_Assignment_: Your task is to work out how many lines in the data that follows hold "zlib" and to state that number alone.

_Data supplied_:
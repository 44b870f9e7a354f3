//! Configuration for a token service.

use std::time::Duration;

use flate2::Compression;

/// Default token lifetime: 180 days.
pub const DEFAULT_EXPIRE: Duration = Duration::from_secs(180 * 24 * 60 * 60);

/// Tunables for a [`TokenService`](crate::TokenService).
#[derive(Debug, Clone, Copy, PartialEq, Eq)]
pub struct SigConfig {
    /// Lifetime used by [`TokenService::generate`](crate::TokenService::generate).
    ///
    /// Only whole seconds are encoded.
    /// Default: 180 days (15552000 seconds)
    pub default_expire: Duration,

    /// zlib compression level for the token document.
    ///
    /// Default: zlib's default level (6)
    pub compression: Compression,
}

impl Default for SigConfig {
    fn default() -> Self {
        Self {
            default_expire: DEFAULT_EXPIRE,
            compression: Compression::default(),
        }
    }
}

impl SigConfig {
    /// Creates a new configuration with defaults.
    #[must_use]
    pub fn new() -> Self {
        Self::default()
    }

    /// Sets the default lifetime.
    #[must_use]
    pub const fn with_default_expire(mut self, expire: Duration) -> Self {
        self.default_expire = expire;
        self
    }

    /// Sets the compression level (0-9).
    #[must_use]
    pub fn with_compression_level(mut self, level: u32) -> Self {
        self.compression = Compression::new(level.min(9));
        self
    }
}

_Answer to this task_: 2